At this point we decided that we would retrace our steps a little as the path forward was virtually nonexistent and tried to find a way up the North side of the valley towards Dr. Blackalls Driveway.
This was some of the toughest hiking I have experienced including the Jurassic coast and Snowdon. We found some semblance of tracks and grappled our way up out of the trees to the ferns and Gorse covered hills above.
These became our next obstacles and should we have tried this in the summer months, I fear we would not have made it through the vegetation. Luckily the ferns had all but died back and the Driveway was not too far through the gorse, but it took some navigating and a few prickled legs.

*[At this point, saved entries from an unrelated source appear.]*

use dioxus::logger::tracing::Level;
use dioxus::prelude::*;

use ui::views::Dashboard;

#[derive(Debug, Clone, Routable, PartialEq)]
#[rustfmt::skip]
enum Route {
    #[layout(MobileShell)]
    #[route("/")]
    Dashboard {},
}

const THEME_CSS: &str = include_str!(concat!(
    env!("CARGO_MANIFEST_DIR"),
    "/../ui/assets/theme/main.css"
));

fn main() {
    dioxus::logger::init(Level::INFO).expect("logger initialises once");
    dioxus::launch(App);
}

#[component]
fn App() -> Element {
    rsx! {
        document::Style { "{THEME_CSS}" }

        Router::<Route> {}
    }
}

#[component]
fn MobileShell() -> Element {
    rsx! {
        main { class: "app-shell app-shell--mobile",
            Outlet::<Route> {}
        }
    }
}
//! Platform-agnostic chart and gauge logic. Nothing in here touches Dioxus;
//! the components in `crate::components` render what these modules compute.

pub mod animation;
pub mod chart;
pub mod config;
pub mod curve;
pub mod error;
pub mod format;
pub mod gauge;
pub mod inspect;
pub mod mock;
pub mod reveal;
pub mod scale;
pub mod scene;
pub mod series;
pub mod timing;

pub use chart::{ChartGeometry, ValueChart, ValueSummary};
pub use config::{ChartConfig, DashboardConfig, GaugeConfig};
pub use error::{ChartError, ChartResult};
pub use gauge::{GaugeAnimator, ScoreLabel};
pub use inspect::{ActiveSample, InputEvent};
pub use series::{Period, Sample, SeriesStore};
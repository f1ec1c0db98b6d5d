//! Timed interpolation used by the reveal and gauge animations.
//!
//! A [`Tween`] is either resting at a value or animating between two values
//! over a fixed duration. Callers pass the current time explicitly, so the
//! state machine is driven by whatever frame source the view layer has
//! (animation frames, a timer loop, or a test harness).
//!
//! Retargeting an in-flight tween starts the new animation from the value
//! sampled at the moment of the call, which keeps successive animations
//! continuous.

/// Easing curve applied to the normalised time of an animation.
#[derive(Debug, Clone, Copy, PartialEq)]
pub enum Easing {
    Linear,
    /// CSS `ease-out`, i.e. `cubic-bezier(0, 0, 0.58, 1)`.
    EaseOut,
    CubicBezier(f64, f64, f64, f64),
}

impl Easing {
    /// Curve used when the value line draws in after a data change.
    pub const REVEAL: Easing = Easing::CubicBezier(0.25, 0.46, 0.45, 0.94);

    /// Map normalised time `t` in `[0, 1]` to eased progress.
    pub fn apply(self, t: f64) -> f64 {
        let t = t.clamp(0.0, 1.0);
        match self {
            Easing::Linear => t,
            Easing::EaseOut => cubic_bezier(0.0, 0.0, 0.58, 1.0, t),
            Easing::CubicBezier(x1, y1, x2, y2) => cubic_bezier(x1, y1, x2, y2, t),
        }
    }
}

fn bezier_axis(a1: f64, a2: f64, s: f64) -> f64 {
    // Endpoints are fixed at 0 and 1.
    let inv = 1.0 - s;
    3.0 * inv * inv * s * a1 + 3.0 * inv * s * s * a2 + s * s * s
}

fn bezier_axis_slope(a1: f64, a2: f64, s: f64) -> f64 {
    let inv = 1.0 - s;
    3.0 * inv * inv * a1 + 6.0 * inv * s * (a2 - a1) + 3.0 * s * s * (1.0 - a2)
}

fn cubic_bezier(x1: f64, y1: f64, x2: f64, y2: f64, x: f64) -> f64 {
    if x <= 0.0 {
        return 0.0;
    }
    if x >= 1.0 {
        return 1.0;
    }

    // Newton first; fall back to bisection when the slope flattens out.
    let mut s = x;
    for _ in 0..8 {
        let err = bezier_axis(x1, x2, s) - x;
        if err.abs() < 1e-7 {
            return bezier_axis(y1, y2, s);
        }
        let slope = bezier_axis_slope(x1, x2, s);
        if slope.abs() < 1e-6 {
            break;
        }
        s -= err / slope;
    }

    let (mut lo, mut hi) = (0.0, 1.0);
    s = x;
    for _ in 0..50 {
        let value = bezier_axis(x1, x2, s);
        if (value - x).abs() < 1e-7 {
            break;
        }
        if value < x {
            lo = s;
        } else {
            hi = s;
        }
        s = (lo + hi) / 2.0;
    }
    bezier_axis(y1, y2, s)
}

#[derive(Debug, Clone, Copy, PartialEq)]
pub enum Tween {
    Idle {
        value: f64,
    },
    Animating {
        from: f64,
        to: f64,
        start_ms: f64,
        duration_ms: f64,
        easing: Easing,
    },
}

impl Tween {
    pub fn idle(value: f64) -> Self {
        Tween::Idle { value }
    }

    pub fn is_animating(&self) -> bool {
        matches!(self, Tween::Animating { .. })
    }

    pub fn value_at(&self, now_ms: f64) -> f64 {
        match *self {
            Tween::Idle { value } => value,
            Tween::Animating {
                from,
                to,
                start_ms,
                duration_ms,
                easing,
            } => {
                if duration_ms <= 0.0 || now_ms >= start_ms + duration_ms {
                    return to;
                }
                let t = ((now_ms - start_ms) / duration_ms).max(0.0);
                from + (to - from) * easing.apply(t)
            }
        }
    }

    /// Supersede whatever is running with an animation towards `to`,
    /// starting from the value sampled at `now_ms`.
    pub fn retarget(&mut self, to: f64, now_ms: f64, duration_ms: f64, easing: Easing) {
        let from = self.value_at(now_ms);
        *self = if duration_ms <= 0.0 {
            Tween::Idle { value: to }
        } else {
            Tween::Animating {
                from,
                to,
                start_ms: now_ms,
                duration_ms,
                easing,
            }
        };
    }

    /// Cancel any animation and rest at `value`.
    pub fn jump(&mut self, value: f64) {
        *self = Tween::Idle { value };
    }

    /// Sample at `now_ms`, settling into `Idle` once the animation finishes.
    pub fn tick(&mut self, now_ms: f64) -> f64 {
        let value = self.value_at(now_ms);
        if let Tween::Animating {
            start_ms,
            duration_ms,
            to,
            ..
        } = *self
        {
            if now_ms >= start_ms + duration_ms {
                *self = Tween::Idle { value: to };
            }
        }
        value
    }
}

#[cfg(test)]
mod tests {
    use super::*;

    #[test]
    fn easing_endpoints_are_fixed() {
        for easing in [Easing::Linear, Easing::EaseOut, Easing::REVEAL] {
            assert_eq!(easing.apply(0.0), 0.0);
            assert_eq!(easing.apply(1.0), 1.0);
        }
    }

    #[test]
    fn ease_out_runs_ahead_of_linear() {
        for step in 1..10 {
            let t = step as f64 / 10.0;
            assert!(Easing::EaseOut.apply(t) > t, "t={t}");
            assert!(Easing::REVEAL.apply(t) > t, "t={t}");
        }
    }

    #[test]
    fn easing_is_monotonic() {
        let mut last = 0.0;
        for step in 0..=100 {
            let value = Easing::EaseOut.apply(step as f64 / 100.0);
            assert!(value >= last - 1e-9);
            last = value;
        }
    }

    #[test]
    fn tween_settles_after_duration() {
        let mut tween = Tween::idle(0.0);
        tween.retarget(10.0, 100.0, 500.0, Easing::Linear);
        assert!(tween.is_animating());
        assert!((tween.tick(350.0) - 5.0).abs() < 1e-9);
        assert_eq!(tween.tick(600.0), 10.0);
        assert_eq!(tween, Tween::Idle { value: 10.0 });
    }

    #[test]
    fn retarget_continues_from_current_value() {
        let mut tween = Tween::idle(0.0);
        tween.retarget(1.0, 0.0, 1000.0, Easing::Linear);
        let midway = tween.value_at(400.0);
        tween.retarget(0.2, 400.0, 1000.0, Easing::Linear);
        assert!((tween.value_at(400.0) - midway).abs() < 1e-9);
        assert_eq!(tween.value_at(1400.0), 0.2);
    }

    #[test]
    fn zero_duration_completes_immediately() {
        let mut tween = Tween::idle(3.0);
        tween.retarget(7.0, 50.0, 0.0, Easing::EaseOut);
        assert_eq!(tween, Tween::Idle { value: 7.0 });
    }
}
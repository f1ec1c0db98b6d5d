//! Pointer/touch scrubbing over the value chart.
//!
//! Every input event is resolved synchronously to the nearest sample. The
//! controller keeps the current [`ActiveSample`] and moves the reveal boundary
//! along with it.

use serde::{Deserialize, Serialize};

use super::curve::ChartPoint;
use super::error::{finite, ChartError, ChartResult};
use super::reveal::RevealController;
use super::scale::Viewport;
use super::series::Sample;

#[derive(Debug, Clone, Copy, PartialEq, Serialize, Deserialize)]
#[serde(default)]
pub struct TooltipLayout {
    /// Fixed width of the date pill.
    pub width: f64,
    /// Distance of the pill above the top margin.
    pub offset: f64,
}

impl Default for TooltipLayout {
    fn default() -> Self {
        Self {
            width: 110.0,
            offset: 28.0,
        }
    }
}

#[derive(Debug, Clone, Copy, PartialEq)]
pub enum InputEvent {
    PointerMove { client_x: f64 },
    TouchMove { client_x: f64 },
    PointerLeave,
    TouchEnd,
}

#[derive(Debug, Clone, Copy, PartialEq)]
pub struct ActiveSample {
    pub sample: Sample,
    pub pixel_x: f64,
    pub pixel_y: f64,
    /// Horizontal centre of the tooltip, kept inside the viewport.
    pub tooltip_x: f64,
    pub tooltip_y: f64,
}

#[derive(Debug, Clone, Copy, PartialEq)]
pub struct InspectionOutcome {
    pub active: Option<ActiveSample>,
    /// The binding should cancel the platform default (touch scrolling).
    pub prevent_default: bool,
}

#[derive(Debug, Clone, PartialEq)]
pub struct InspectionController {
    points: Vec<ChartPoint>,
    viewport: Viewport,
    origin_x: f64,
    tooltip: TooltipLayout,
    active: Option<ActiveSample>,
}

impl InspectionController {
    pub fn new(
        points: Vec<ChartPoint>,
        viewport: Viewport,
        tooltip: TooltipLayout,
    ) -> ChartResult<Self> {
        if points.is_empty() {
            return Err(ChartError::EmptySeries);
        }
        viewport.validate()?;
        Ok(Self {
            points,
            viewport,
            origin_x: 0.0,
            tooltip,
            active: None,
        })
    }

    /// Page x of the surface's left edge; subtracted from client coordinates.
    pub fn set_origin(&mut self, origin_x: f64) -> ChartResult<()> {
        self.origin_x = finite("surface origin", origin_x)?;
        Ok(())
    }

    pub fn origin(&self) -> f64 {
        self.origin_x
    }

    pub fn active(&self) -> Option<&ActiveSample> {
        self.active.as_ref()
    }

    pub fn handle(
        &mut self,
        event: InputEvent,
        reveal: &mut RevealController,
    ) -> ChartResult<InspectionOutcome> {
        let outcome = match event {
            InputEvent::PointerMove { client_x } => InspectionOutcome {
                active: Some(self.on_pointer_move(client_x, reveal)?),
                prevent_default: false,
            },
            InputEvent::TouchMove { client_x } => InspectionOutcome {
                active: Some(self.on_pointer_move(client_x, reveal)?),
                prevent_default: true,
            },
            InputEvent::PointerLeave | InputEvent::TouchEnd => {
                self.on_pointer_leave(reveal);
                InspectionOutcome {
                    active: None,
                    prevent_default: false,
                }
            }
        };
        Ok(outcome)
    }

    /// A non-finite `client_x` is refused before any state changes.
    pub fn on_pointer_move(
        &mut self,
        client_x: f64,
        reveal: &mut RevealController,
    ) -> ChartResult<ActiveSample> {
        let active = self.resolve(client_x)?;
        reveal.on_hover(active.pixel_x)?;
        self.active = Some(active);
        Ok(active)
    }

    pub fn on_pointer_leave(&mut self, reveal: &mut RevealController) {
        self.active = None;
        reveal.on_hover_end();
    }

    /// Index of the sample nearest to a plot-local x. Out-of-range positions
    /// clamp to the nearest end.
    pub fn nearest_index(&self, local_x: f64) -> ChartResult<usize> {
        let local_x = finite("pointer x", local_x)?;
        let last = self.points.len() - 1;
        let plot_width = self.viewport.plot_width();
        let normalized = (local_x.clamp(0.0, plot_width) / plot_width).clamp(0.0, 1.0);
        Ok(((normalized * last as f64).round() as usize).min(last))
    }

    pub fn resolve(&self, client_x: f64) -> ChartResult<ActiveSample> {
        let client_x = finite("pointer x", client_x)?;
        let local_x = client_x - self.origin_x - self.viewport.margins.left;
        let point = self.points[self.nearest_index(local_x)?];
        Ok(ActiveSample {
            sample: point.sample(),
            pixel_x: point.x,
            pixel_y: point.y,
            tooltip_x: self.tooltip_x(point.x),
            tooltip_y: self.viewport.margins.top - self.tooltip.offset,
        })
    }

    fn tooltip_x(&self, x: f64) -> f64 {
        let half = self.tooltip.width / 2.0;
        if x - half < 0.0 {
            half
        } else if x + half > self.viewport.width {
            self.viewport.width - half
        } else {
            x
        }
    }
}
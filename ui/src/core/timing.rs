//! Clock and frame pacing for the chart and gauge animations.

use time::{Date, OffsetDateTime};

/// Delay between animation frames driven from the view layer.
pub const FRAME_MS: u64 = 16;

/// Monotonic milliseconds since an arbitrary origin.
#[cfg(target_arch = "wasm32")]
pub fn now_ms() -> f64 {
    web_sys::window()
        .and_then(|window| window.performance())
        .map(|performance| performance.now())
        .unwrap_or_else(js_sys::Date::now)
}

#[cfg(not(target_arch = "wasm32"))]
pub fn now_ms() -> f64 {
    use once_cell::sync::Lazy;
    use std::time::Instant;

    static ORIGIN: Lazy<Instant> = Lazy::new(Instant::now);
    ORIGIN.elapsed().as_secs_f64() * 1000.0
}

#[cfg(target_arch = "wasm32")]
pub async fn sleep_ms(ms: u64) {
    gloo_timers::future::TimeoutFuture::new(ms.min(u32::MAX as u64) as u32).await;
}

#[cfg(not(target_arch = "wasm32"))]
pub async fn sleep_ms(ms: u64) {
    tokio::time::sleep(std::time::Duration::from_millis(ms)).await;
}

/// Calendar date the latest sample is attributed to.
pub fn today() -> Date {
    OffsetDateTime::now_utc().date()
}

once on the crest of the hill we found the path known as Dr. Blackalls Driveway
It is known locally that Thomas Blackall lived at nearby Spitchwick Manor in the late 1800s and had the carriage drive created to enable his guests and supposedly his disabled wife to enjoy the spectacular views across the Dart Gorge.
The driveway follows part of the Two Moors Way and makes a nice easy stroll on the Moor with superb views SX 698 718.
From here we navigated relatively open moorland to Aish Tor SX702 715
Aish Tor is a small tor above the northern side of the Dart Gorge. It stands at 283 metres (928 ft) above sea level and is topped by a cairn. The actual 'Tor' is relatively flat and generally hard to pin-point. From here we decided to head back to the car, dropping down the track towards a disused quarry on the side of the hill.
Whilst you can walk to the Dart Gorge from all directions, the easier places to start are the car parks at Dartmeet, Venford Reservoir, New Bridge and Sharp Tor.
I would suggest a gentle walk to Bench Tor from either of the two car parks by Venford Reservoir. Start from the car park on the Eastern side of the water. Grass tracks lead to a spur jutting out into the Dart Gorge. Here you can see the rocky outcrop of Bench Tor. The views down into the gorge are breath taking.